Your output should contain every record, unchanged.

Collected data entries:

▬▬▬▬▬▬

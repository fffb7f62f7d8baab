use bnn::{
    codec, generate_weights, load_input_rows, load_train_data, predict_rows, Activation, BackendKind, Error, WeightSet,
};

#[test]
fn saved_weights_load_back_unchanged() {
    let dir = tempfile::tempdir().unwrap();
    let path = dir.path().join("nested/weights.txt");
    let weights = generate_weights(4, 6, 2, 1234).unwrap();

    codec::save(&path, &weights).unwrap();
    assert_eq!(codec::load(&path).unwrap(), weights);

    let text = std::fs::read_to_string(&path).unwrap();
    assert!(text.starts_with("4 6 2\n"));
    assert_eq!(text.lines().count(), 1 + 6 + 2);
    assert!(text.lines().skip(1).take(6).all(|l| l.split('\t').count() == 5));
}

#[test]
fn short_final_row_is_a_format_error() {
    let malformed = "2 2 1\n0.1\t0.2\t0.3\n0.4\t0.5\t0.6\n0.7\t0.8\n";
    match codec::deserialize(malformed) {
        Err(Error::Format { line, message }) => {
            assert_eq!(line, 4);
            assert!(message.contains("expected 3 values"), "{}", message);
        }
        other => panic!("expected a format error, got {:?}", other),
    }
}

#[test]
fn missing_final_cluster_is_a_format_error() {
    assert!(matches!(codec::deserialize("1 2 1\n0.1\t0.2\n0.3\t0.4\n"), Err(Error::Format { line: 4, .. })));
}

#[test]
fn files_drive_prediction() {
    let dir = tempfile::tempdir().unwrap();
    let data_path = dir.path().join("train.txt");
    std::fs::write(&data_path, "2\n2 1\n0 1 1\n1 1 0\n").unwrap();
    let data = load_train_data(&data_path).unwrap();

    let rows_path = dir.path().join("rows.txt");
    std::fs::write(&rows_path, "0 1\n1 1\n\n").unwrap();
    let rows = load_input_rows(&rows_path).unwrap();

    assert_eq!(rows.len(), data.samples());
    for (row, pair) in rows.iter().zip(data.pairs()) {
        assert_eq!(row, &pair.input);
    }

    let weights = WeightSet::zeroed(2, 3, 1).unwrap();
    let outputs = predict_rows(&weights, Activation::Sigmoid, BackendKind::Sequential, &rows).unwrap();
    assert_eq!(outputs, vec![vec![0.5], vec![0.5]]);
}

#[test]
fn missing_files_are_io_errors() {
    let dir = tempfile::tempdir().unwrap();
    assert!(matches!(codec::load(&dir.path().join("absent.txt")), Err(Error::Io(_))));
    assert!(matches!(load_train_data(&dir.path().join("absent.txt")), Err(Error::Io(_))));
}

▬▬▬▬▬▬

EXERCISE RESULT:
repository fffb7f62f7d8baab
use bnn::{
    codec, generate_weights, load_input_rows, load_train_data, predict_rows, Activation, BackendKind, Error, WeightSet,
};

#[test]
fn saved_weights_load_back_unchanged() {
    let dir = tempfile::tempdir().unwrap();
    let path = dir.path().join("nested/weights.txt");
    let weights = generate_weights(4, 6, 2, 1234).unwrap();

    codec::save(&path, &weights).unwrap();
    assert_eq!(codec::load(&path).unwrap(), weights);

    let text = std::fs::read_to_string(&path).unwrap();
    assert!(text.starts_with("4 6 2\n"));
    assert_eq!(text.lines().count(), 1 + 6 + 2);
    assert!(text.lines().skip(1).take(6).all(|l| l.split('\t').count() == 5));
}

#[test]
fn short_final_row_is_a_format_error() {
    let malformed = "2 2 1\n0.1\t0.2\t0.3\n0.4\t0.5\t0.6\n0.7\t0.8\n";
    match codec::deserialize(malformed) {
        Err(Error::Format { line, message }) => {
            assert_eq!(line, 4);
            assert!(message.contains("expected 3 values"), "{}", message);
        }
        other => panic!("expected a format error, got {:?}", other),
    }
}

#[test]
fn missing_final_cluster_is_a_format_error() {
    assert!(matches!(codec::deserialize("1 2 1\n0.1\t0.2\n0.3\t0.4\n"), Err(Error::Format { line: 4, .. })));
}

#[test]
fn files_drive_prediction() {
    let dir = tempfile::tempdir().unwrap();
    let data_path = dir.path().join("train.txt");
    std::fs::write(&data_path, "2\n2 1\n0 1 1\n1 1 0\n").unwrap();
    let data = load_train_data(&data_path).unwrap();

    let rows_path = dir.path().join("rows.txt");
    std::fs::write(&rows_path, "0 1\n1 1\n\n").unwrap();
    let rows = load_input_rows(&rows_path).unwrap();

    assert_eq!(rows.len(), data.samples());
    for (row, pair) in rows.iter().zip(data.pairs()) {
        assert_eq!(row, &pair.input);
    }

    let weights = WeightSet::zeroed(2, 3, 1).unwrap();
    let outputs = predict_rows(&weights, Activation::Sigmoid, BackendKind::Sequential, &rows).unwrap();
    assert_eq!(outputs, vec![vec![0.5], vec![0.5]]);
}

#[test]
fn missing_files_are_io_errors() {
    let dir = tempfile::tempdir().unwrap();
    assert!(matches!(codec::load(&dir.path().join("absent.txt")), Err(Error::Io(_))));
    assert!(matches!(load_train_data(&dir.path().join("absent.txt")), Err(Error::Io(_))));
}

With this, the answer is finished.